■ WHAT TO WORK ON: Lift every line from the entries that includes the word "LogPathGenerator".

■ DATA FOR ANALYSIS:
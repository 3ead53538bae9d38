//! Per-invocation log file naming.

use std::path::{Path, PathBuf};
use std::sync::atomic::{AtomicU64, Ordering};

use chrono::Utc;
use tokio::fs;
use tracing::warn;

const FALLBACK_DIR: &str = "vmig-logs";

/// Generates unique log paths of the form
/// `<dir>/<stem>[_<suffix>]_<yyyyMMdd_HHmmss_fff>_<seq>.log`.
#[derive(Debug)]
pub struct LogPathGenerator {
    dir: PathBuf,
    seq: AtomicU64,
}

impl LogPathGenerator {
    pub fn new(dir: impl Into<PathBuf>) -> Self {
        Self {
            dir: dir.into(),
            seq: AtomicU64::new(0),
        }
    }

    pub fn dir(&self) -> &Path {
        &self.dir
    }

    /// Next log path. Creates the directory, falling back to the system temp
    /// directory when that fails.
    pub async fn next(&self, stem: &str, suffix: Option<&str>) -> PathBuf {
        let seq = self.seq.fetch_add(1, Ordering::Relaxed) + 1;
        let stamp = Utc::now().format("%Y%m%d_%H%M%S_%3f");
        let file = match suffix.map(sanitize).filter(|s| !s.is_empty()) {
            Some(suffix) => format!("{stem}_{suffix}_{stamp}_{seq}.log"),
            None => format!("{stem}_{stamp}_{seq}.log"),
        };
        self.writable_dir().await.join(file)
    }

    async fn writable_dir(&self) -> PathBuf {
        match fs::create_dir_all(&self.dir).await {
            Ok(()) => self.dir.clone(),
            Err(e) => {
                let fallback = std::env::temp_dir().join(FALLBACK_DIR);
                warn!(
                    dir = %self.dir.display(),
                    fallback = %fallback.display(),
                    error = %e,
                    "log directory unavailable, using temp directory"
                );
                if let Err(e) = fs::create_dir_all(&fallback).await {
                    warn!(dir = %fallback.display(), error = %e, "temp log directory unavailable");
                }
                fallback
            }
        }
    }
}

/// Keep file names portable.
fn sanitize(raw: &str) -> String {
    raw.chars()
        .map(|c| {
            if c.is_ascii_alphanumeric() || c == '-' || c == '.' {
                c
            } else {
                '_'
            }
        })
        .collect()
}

* * *

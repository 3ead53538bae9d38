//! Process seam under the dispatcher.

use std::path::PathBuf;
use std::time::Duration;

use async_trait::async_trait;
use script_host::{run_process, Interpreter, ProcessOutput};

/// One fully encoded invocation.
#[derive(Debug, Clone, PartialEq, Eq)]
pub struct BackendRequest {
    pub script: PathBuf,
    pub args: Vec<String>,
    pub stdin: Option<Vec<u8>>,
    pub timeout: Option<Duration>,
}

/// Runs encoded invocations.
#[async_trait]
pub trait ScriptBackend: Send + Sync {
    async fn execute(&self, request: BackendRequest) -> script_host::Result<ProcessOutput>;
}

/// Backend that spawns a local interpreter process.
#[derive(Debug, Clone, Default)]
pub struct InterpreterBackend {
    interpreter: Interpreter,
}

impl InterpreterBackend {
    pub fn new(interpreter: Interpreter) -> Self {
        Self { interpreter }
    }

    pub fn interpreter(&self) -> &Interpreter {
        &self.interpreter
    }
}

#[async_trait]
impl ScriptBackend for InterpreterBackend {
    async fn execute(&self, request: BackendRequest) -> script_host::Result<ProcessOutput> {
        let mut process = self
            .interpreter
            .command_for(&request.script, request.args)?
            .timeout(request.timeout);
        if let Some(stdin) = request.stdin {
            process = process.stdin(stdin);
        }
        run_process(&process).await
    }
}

■ TASK OUTPUT:
pub struct LogPathGenerator {
impl LogPathGenerator {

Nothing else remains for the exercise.